[Collected data]
-- Opening Marker --

//! Coordinator configuration
//!
//! Every knob has a default; `from_env` overlays the recognized environment
//! variables on top of them and validates the result eagerly, so a bad
//! deployment fails at construction instead of at 3am under load.

use crate::error::ConfigError;
use crate::queue::OverflowStrategy;
use std::path::PathBuf;
use std::str::FromStr;
use std::time::Duration;

/// Retry knobs (`RETRY_*`).
#[derive(Debug, Clone, PartialEq)]
pub struct RetryConfig {
    pub max_attempts: usize,
    pub initial_backoff: Duration,
    pub max_backoff: Duration,
    pub backoff_multiplier: f64,
    pub jitter: bool,
}

impl Default for RetryConfig {
    fn default() -> Self {
        Self {
            max_attempts: 5,
            initial_backoff: Duration::from_millis(50),
            max_backoff: Duration::from_millis(2000),
            backoff_multiplier: 2.0,
            jitter: true,
        }
    }
}

/// Circuit breaker knobs (`CB_*`).
#[derive(Debug, Clone, PartialEq)]
pub struct BreakerConfig {
    pub failure_threshold: usize,
    pub half_open_after: Duration,
}

impl Default for BreakerConfig {
    fn default() -> Self {
        Self { failure_threshold: 5, half_open_after: Duration::from_secs(60) }
    }
}

/// Webhook broadcaster knobs (`FEEDBACK_HTTP_*`).
#[derive(Debug, Clone, PartialEq)]
pub struct WebhookConfig {
    pub enabled: bool,
    pub endpoint: Option<String>,
    pub timeout: Duration,
    pub max_retries: usize,
    pub backoff_base: Duration,
}

impl Default for WebhookConfig {
    fn default() -> Self {
        Self {
            enabled: false,
            endpoint: None,
            timeout: Duration::from_secs_f64(2.5),
            max_retries: 3,
            backoff_base: Duration::from_secs_f64(0.5),
        }
    }
}

/// Full coordinator configuration.
#[derive(Debug, Clone, PartialEq)]
pub struct CoordinatorConfig {
    /// Identifier stamped on feedback events and metric labels. A builder
    /// argument takes precedence; without either, `"default"`.
    pub coord_id: Option<String>,
    pub capacity: usize,
    pub workers: usize,
    pub batch_size: usize,
    pub flush_interval: Duration,
    /// Defaults to 80% of capacity when unset.
    pub high_watermark: Option<usize>,
    /// Defaults to 50% of capacity when unset.
    pub low_watermark: Option<usize>,
    pub overflow: OverflowStrategy,
    pub retry: RetryConfig,
    pub breaker: BreakerConfig,
    pub metrics_poll_interval: Duration,
    pub feedback_http: WebhookConfig,
    /// Dead-letter file; `None` disables the DLQ.
    pub dlq_path: Option<PathBuf>,
}

impl Default for CoordinatorConfig {
    fn default() -> Self {
        Self {
            coord_id: None,
            capacity: 10_000,
            workers: 4,
            batch_size: 500,
            flush_interval: Duration::from_secs_f64(0.25),
            high_watermark: None,
            low_watermark: None,
            overflow: OverflowStrategy::Block,
            retry: RetryConfig::default(),
            breaker: BreakerConfig::default(),
            metrics_poll_interval: Duration::from_secs_f64(0.25),
            feedback_http: WebhookConfig::default(),
            dlq_path: None,
        }
    }
}

impl CoordinatorConfig {
    /// Load from the process environment and validate.
    pub fn from_env() -> Result<Self, ConfigError> {
        let config = Self::from_lookup(|key| std::env::var(key).ok())?;
        config.validate()?;
        Ok(config)
    }

    /// Effective high watermark (80% of capacity when unset).
    pub fn resolved_high_watermark(&self) -> usize {
        self.high_watermark.unwrap_or(self.capacity * 8 / 10)
    }

    /// Effective low watermark (50% of capacity when unset).
    pub fn resolved_low_watermark(&self) -> usize {
        self.low_watermark.unwrap_or(self.capacity / 2)
    }

    fn from_lookup<F>(lookup: F) -> Result<Self, ConfigError>
    where
        F: Fn(&str) -> Option<String>,
    {
        let mut config = Self::default();

        set(&mut config.capacity, &lookup, "COORDINATOR_CAPACITY")?;
        set(&mut config.workers, &lookup, "COORDINATOR_WORKERS")?;
        set(&mut config.batch_size, &lookup, "COORDINATOR_BATCH_SIZE")?;
        set_secs(&mut config.flush_interval, &lookup, "COORDINATOR_FLUSH_INTERVAL")?;
        set_opt(&mut config.high_watermark, &lookup, "COORDINATOR_HIGH_WATERMARK")?;
        set_opt(&mut config.low_watermark, &lookup, "COORDINATOR_LOW_WATERMARK")?;
        set(&mut config.overflow, &lookup, "COORDINATOR_OVERFLOW")?;

        set(&mut config.retry.max_attempts, &lookup, "RETRY_MAX_ATTEMPTS")?;
        set_millis(&mut config.retry.initial_backoff, &lookup, "RETRY_INITIAL_BACKOFF_MS")?;
        set_millis(&mut config.retry.max_backoff, &lookup, "RETRY_MAX_BACKOFF_MS")?;
        set(&mut config.retry.backoff_multiplier, &lookup, "RETRY_BACKOFF_MULTIPLIER")?;
        set_bool(&mut config.retry.jitter, &lookup, "RETRY_JITTER")?;

        set(&mut config.breaker.failure_threshold, &lookup, "CB_FAILURE_THRESHOLD")?;
        set_secs(&mut config.breaker.half_open_after, &lookup, "CB_HALF_OPEN_AFTER_SEC")?;

        set_secs(&mut config.metrics_poll_interval, &lookup, "METRICS_QUEUE_POLL_SEC")?;

        set_bool(&mut config.feedback_http.enabled, &lookup, "FEEDBACK_HTTP_ENABLED")?;
        if let Some(endpoint) = lookup("FEEDBACK_HTTP_ENDPOINT") {
            config.feedback_http.endpoint = Some(endpoint);
        }
        set_secs(&mut config.feedback_http.timeout, &lookup, "FEEDBACK_HTTP_TIMEOUT")?;
        set(&mut config.feedback_http.max_retries, &lookup, "FEEDBACK_HTTP_MAX_RETRIES")?;
        set_secs(&mut config.feedback_http.backoff_base, &lookup, "FEEDBACK_HTTP_BACKOFF")?;

        if let Some(path) = lookup("DLQ_PATH") {
            config.dlq_path = Some(PathBuf::from(path));
        }

        Ok(config)
    }

    /// Reject invalid combinations eagerly.
    pub fn validate(&self) -> Result<(), ConfigError> {
        if self.capacity == 0 {
            return Err(ConfigError::invalid("COORDINATOR_CAPACITY", "must be > 0"));
        }
        if self.workers == 0 {
            return Err(ConfigError::invalid("COORDINATOR_WORKERS", "must be > 0"));
        }
        if self.batch_size == 0 {
            return Err(ConfigError::invalid("COORDINATOR_BATCH_SIZE", "must be > 0"));
        }
        if self.flush_interval.is_zero() {
            return Err(ConfigError::invalid("COORDINATOR_FLUSH_INTERVAL", "must be > 0"));
        }
        let high = self.resolved_high_watermark();
        let low = self.resolved_low_watermark();
        if high > self.capacity {
            return Err(ConfigError::invalid(
                "COORDINATOR_HIGH_WATERMARK",
                format!("{high} exceeds capacity {}", self.capacity),
            ));
        }
        if low >= high {
            return Err(ConfigError::invalid(
                "COORDINATOR_LOW_WATERMARK",
                format!("{low} must be below the high watermark {high}"),
            ));
        }
        if self.retry.max_attempts == 0 {
            return Err(ConfigError::invalid("RETRY_MAX_ATTEMPTS", "must be > 0"));
        }
        if !(self.retry.backoff_multiplier >= 1.0) {
            return Err(ConfigError::invalid("RETRY_BACKOFF_MULTIPLIER", "must be >= 1.0"));
        }
        if self.retry.initial_backoff > self.retry.max_backoff {
            return Err(ConfigError::invalid(
                "RETRY_INITIAL_BACKOFF_MS",
                "must not exceed RETRY_MAX_BACKOFF_MS",
            ));
        }
        if self.breaker.failure_threshold == 0 {
            return Err(ConfigError::invalid("CB_FAILURE_THRESHOLD", "must be > 0"));
        }
        if self.metrics_poll_interval.is_zero() {
            return Err(ConfigError::invalid("METRICS_QUEUE_POLL_SEC", "must be > 0"));
        }
        if self.feedback_http.enabled && self.feedback_http.endpoint.is_none() {
            return Err(ConfigError::invalid(
                "FEEDBACK_HTTP_ENDPOINT",
                "required when FEEDBACK_HTTP_ENABLED is set",
            ));
        }
        Ok(())
    }
}

fn set<T, F>(slot: &mut T, lookup: &F, key: &'static str) -> Result<(), ConfigError>
where
    T: FromStr,
    T::Err: std::fmt::Display,
    F: Fn(&str) -> Option<String>,
{
    if let Some(raw) = lookup(key) {
        *slot = raw.parse().map_err(|err| ConfigError::invalid(key, format!("{err}")))?;
    }
    Ok(())
}

fn set_opt<T, F>(slot: &mut Option<T>, lookup: &F, key: &'static str) -> Result<(), ConfigError>
where
    T: FromStr,
    T::Err: std::fmt::Display,
    F: Fn(&str) -> Option<String>,
{
    if let Some(raw) = lookup(key) {
        *slot =
            Some(raw.parse().map_err(|err| ConfigError::invalid(key, format!("{err}")))?);
    }
    Ok(())
}

fn set_bool<F>(slot: &mut bool, lookup: &F, key: &'static str) -> Result<(), ConfigError>
where
    F: Fn(&str) -> Option<String>,
{
    if let Some(raw) = lookup(key) {
        *slot = match raw.to_ascii_lowercase().as_str() {
            "1" | "true" | "yes" | "on" => true,
            "0" | "false" | "no" | "off" => false,
            other => {
                return Err(ConfigError::invalid(key, format!("not a boolean: {other:?}")))
            }
        };
    }
    Ok(())
}

fn set_millis<F>(slot: &mut Duration, lookup: &F, key: &'static str) -> Result<(), ConfigError>
where
    F: Fn(&str) -> Option<String>,
{
    if let Some(raw) = lookup(key) {
        let millis: u64 =
            raw.parse().map_err(|err| ConfigError::invalid(key, format!("{err}")))?;
        *slot = Duration::from_millis(millis);
    }
    Ok(())
}

fn set_secs<F>(slot: &mut Duration, lookup: &F, key: &'static str) -> Result<(), ConfigError>
where
    F: Fn(&str) -> Option<String>,
{
    if let Some(raw) = lookup(key) {
        let secs: f64 = raw.parse().map_err(|err| ConfigError::invalid(key, format!("{err}")))?;
        *slot = Duration::try_from_secs_f64(secs)
            .map_err(|err| ConfigError::invalid(key, format!("{err}")))?;
    }
    Ok(())
}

-- Closing Marker --

● What is expected:
Return all lines in the data that include the word "environment".

● Result for this exercise:
//! Every knob has a default; `from_env` overlays the recognized environment
    /// Load from the process environment and validate.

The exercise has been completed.